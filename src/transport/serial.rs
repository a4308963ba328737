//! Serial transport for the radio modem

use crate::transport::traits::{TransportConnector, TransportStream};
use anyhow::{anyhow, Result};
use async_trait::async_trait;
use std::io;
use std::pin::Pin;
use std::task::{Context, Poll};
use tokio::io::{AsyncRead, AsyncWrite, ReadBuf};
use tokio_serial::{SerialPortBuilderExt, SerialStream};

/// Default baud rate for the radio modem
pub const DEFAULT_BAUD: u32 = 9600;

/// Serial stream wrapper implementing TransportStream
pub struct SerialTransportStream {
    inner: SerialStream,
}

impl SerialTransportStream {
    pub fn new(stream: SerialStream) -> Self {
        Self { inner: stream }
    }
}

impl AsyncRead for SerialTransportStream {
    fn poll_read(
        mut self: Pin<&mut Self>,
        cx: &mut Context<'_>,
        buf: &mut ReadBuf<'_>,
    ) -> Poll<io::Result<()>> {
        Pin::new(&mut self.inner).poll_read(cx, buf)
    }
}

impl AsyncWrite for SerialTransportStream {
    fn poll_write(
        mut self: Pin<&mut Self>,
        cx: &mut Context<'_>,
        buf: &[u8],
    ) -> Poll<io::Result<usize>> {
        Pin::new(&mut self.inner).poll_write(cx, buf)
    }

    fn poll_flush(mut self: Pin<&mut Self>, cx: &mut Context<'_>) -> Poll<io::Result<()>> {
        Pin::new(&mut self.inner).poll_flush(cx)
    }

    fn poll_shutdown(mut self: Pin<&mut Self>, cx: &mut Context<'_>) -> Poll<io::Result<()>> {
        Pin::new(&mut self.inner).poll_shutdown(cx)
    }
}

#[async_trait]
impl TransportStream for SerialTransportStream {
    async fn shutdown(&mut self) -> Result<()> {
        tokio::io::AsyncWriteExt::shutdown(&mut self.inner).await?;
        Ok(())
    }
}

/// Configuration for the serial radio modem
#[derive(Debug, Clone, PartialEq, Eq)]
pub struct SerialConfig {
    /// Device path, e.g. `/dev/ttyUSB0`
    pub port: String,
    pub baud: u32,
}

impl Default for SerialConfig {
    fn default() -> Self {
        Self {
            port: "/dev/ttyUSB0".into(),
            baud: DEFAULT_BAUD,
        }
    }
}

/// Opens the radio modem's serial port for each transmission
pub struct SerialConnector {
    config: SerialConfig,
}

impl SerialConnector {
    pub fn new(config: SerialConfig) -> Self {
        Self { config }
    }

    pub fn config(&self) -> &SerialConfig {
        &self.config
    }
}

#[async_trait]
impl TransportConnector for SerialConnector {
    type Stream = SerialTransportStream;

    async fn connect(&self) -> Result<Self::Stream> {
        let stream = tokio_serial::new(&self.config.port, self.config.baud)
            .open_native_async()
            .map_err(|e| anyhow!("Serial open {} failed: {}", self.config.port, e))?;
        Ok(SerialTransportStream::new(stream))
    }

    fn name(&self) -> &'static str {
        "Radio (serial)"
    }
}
════════════════════
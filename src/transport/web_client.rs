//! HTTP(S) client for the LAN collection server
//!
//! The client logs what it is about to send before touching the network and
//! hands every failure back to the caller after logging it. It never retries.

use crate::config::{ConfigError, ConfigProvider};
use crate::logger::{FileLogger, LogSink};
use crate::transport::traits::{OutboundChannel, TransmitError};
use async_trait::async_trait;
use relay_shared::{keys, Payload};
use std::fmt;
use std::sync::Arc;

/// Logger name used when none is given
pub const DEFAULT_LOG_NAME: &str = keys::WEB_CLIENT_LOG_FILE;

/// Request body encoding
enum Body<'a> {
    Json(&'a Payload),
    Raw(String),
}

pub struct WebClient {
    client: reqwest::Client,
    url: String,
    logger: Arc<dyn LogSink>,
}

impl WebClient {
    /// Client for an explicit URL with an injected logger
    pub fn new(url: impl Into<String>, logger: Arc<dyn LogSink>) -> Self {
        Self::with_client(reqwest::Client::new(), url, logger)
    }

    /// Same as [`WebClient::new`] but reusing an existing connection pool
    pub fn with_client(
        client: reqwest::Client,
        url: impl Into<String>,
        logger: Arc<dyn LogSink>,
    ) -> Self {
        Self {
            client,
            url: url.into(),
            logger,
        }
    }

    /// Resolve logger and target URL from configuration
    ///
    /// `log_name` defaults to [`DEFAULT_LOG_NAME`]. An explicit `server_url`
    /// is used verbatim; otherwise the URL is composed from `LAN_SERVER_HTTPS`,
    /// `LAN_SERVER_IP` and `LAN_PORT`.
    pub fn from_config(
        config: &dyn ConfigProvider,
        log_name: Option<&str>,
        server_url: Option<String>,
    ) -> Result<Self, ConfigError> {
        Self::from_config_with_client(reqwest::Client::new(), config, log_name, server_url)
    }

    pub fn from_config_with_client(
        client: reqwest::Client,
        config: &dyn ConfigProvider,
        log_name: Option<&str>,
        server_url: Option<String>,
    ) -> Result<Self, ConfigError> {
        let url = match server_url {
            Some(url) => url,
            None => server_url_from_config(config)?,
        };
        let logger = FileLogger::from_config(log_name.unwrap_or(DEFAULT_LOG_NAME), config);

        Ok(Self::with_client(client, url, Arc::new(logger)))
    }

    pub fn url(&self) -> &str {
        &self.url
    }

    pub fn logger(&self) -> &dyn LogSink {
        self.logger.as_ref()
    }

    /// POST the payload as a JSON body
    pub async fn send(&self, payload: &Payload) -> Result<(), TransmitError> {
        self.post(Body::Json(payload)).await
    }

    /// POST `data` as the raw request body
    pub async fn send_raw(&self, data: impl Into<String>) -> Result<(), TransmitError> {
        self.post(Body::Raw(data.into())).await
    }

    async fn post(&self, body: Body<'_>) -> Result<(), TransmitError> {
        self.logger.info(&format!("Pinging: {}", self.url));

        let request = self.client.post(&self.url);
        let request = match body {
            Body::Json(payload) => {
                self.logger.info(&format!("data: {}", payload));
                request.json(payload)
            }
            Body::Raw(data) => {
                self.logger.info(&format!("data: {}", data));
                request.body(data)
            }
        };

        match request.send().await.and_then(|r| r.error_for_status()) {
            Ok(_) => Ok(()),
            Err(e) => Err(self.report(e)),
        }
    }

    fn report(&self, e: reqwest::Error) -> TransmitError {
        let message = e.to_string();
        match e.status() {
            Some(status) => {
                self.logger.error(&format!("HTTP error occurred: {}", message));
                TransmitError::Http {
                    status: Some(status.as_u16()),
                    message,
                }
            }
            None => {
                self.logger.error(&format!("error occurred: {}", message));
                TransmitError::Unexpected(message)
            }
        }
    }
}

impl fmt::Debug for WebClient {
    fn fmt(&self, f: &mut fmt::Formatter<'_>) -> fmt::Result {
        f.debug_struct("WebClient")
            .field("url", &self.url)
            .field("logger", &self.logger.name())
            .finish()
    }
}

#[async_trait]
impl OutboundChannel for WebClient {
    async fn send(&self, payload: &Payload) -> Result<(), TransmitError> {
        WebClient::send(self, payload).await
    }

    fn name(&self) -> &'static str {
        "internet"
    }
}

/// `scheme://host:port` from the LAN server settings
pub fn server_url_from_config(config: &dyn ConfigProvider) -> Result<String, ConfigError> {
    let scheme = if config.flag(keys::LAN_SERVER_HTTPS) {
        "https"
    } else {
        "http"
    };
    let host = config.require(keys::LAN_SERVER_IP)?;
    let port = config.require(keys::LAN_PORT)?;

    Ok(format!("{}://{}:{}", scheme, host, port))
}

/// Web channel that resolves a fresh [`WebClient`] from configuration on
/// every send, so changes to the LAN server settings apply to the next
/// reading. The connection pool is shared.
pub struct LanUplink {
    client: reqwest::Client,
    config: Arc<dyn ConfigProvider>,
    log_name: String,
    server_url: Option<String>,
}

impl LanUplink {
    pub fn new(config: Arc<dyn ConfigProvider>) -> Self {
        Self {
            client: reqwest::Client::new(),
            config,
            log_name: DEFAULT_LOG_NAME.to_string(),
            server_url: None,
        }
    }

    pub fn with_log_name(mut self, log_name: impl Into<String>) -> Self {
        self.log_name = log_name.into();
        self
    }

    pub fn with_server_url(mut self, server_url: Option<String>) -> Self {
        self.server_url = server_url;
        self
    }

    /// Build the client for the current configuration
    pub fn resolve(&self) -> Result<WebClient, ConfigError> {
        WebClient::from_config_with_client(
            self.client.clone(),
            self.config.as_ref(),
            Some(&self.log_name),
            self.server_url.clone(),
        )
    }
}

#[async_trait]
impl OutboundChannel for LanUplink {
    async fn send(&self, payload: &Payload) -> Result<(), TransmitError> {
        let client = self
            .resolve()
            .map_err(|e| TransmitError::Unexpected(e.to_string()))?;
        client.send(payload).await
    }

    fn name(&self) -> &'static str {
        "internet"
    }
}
════════════════════
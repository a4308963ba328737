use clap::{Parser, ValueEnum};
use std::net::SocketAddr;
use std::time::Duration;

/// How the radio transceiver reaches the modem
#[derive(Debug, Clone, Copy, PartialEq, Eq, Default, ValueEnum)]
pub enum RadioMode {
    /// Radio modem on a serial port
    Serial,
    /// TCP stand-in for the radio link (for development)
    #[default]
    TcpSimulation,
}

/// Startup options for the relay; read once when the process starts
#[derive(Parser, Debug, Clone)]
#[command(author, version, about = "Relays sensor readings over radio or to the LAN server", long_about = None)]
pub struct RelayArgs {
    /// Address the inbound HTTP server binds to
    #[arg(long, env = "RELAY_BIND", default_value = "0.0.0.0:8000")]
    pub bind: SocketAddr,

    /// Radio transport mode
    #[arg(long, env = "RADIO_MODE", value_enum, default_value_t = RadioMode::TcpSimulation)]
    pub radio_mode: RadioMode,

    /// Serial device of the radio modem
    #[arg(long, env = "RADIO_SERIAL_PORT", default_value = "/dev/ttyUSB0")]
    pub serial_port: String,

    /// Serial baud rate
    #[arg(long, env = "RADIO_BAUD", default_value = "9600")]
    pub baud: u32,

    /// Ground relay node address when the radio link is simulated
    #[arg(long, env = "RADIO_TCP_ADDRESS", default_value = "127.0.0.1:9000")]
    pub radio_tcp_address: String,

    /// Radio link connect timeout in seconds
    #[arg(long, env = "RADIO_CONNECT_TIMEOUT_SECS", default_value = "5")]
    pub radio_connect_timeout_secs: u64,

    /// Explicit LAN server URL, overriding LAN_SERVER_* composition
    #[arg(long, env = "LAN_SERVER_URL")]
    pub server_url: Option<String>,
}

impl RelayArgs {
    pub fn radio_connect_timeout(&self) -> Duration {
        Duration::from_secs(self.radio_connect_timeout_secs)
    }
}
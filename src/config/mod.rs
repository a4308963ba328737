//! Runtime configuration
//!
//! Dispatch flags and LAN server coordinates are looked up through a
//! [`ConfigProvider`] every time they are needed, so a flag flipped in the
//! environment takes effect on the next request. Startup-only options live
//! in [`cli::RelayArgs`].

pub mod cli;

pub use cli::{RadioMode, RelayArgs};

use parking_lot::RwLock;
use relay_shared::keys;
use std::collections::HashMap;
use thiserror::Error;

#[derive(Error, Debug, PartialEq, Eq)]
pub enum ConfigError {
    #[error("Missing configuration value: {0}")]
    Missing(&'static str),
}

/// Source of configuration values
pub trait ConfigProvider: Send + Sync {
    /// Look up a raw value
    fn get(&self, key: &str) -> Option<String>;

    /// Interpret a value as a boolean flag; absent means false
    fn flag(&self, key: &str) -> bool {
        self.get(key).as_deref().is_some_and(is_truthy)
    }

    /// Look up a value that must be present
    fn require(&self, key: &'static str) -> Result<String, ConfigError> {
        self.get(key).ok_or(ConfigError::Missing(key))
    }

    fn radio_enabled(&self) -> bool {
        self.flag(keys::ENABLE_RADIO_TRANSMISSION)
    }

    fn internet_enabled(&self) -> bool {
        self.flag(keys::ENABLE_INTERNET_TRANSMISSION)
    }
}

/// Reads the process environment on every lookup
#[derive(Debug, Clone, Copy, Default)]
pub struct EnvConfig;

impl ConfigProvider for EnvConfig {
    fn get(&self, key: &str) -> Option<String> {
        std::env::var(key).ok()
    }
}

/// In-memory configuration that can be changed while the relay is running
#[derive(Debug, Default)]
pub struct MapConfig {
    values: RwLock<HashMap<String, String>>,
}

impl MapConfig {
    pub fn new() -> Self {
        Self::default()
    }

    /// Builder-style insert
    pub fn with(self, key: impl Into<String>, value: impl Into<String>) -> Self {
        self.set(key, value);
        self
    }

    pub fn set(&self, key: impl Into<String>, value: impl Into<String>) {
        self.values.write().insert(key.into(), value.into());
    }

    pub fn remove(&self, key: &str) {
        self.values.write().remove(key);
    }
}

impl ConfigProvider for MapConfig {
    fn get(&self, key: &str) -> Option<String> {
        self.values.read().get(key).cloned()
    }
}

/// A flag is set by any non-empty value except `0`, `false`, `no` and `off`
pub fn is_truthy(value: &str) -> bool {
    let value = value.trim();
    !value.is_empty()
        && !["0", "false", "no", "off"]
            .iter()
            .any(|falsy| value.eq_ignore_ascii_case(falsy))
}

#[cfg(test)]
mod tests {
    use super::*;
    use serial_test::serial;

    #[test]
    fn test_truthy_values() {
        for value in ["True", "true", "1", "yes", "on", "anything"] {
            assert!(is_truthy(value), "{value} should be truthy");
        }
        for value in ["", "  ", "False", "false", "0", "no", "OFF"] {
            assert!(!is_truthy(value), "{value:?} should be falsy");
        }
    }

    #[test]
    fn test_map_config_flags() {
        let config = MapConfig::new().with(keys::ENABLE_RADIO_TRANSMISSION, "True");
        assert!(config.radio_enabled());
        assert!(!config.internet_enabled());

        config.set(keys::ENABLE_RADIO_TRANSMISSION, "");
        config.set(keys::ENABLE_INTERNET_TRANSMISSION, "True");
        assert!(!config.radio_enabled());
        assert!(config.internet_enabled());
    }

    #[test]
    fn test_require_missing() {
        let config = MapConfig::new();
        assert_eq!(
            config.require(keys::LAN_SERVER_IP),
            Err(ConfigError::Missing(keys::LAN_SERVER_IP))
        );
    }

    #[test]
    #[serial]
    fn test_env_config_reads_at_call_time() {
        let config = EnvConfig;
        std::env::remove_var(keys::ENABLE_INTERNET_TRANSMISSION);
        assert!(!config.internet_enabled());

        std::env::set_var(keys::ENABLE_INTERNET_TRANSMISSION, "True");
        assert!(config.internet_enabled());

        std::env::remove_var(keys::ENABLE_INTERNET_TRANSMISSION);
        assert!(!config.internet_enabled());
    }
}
════════════════════
→ WORK TASK
Every line above that holds the word "next" needs to be copied.

→ TASK RESPONSE
/// every send, so changes to the LAN server settings apply to the next
//! environment takes effect on the next request. Startup-only options live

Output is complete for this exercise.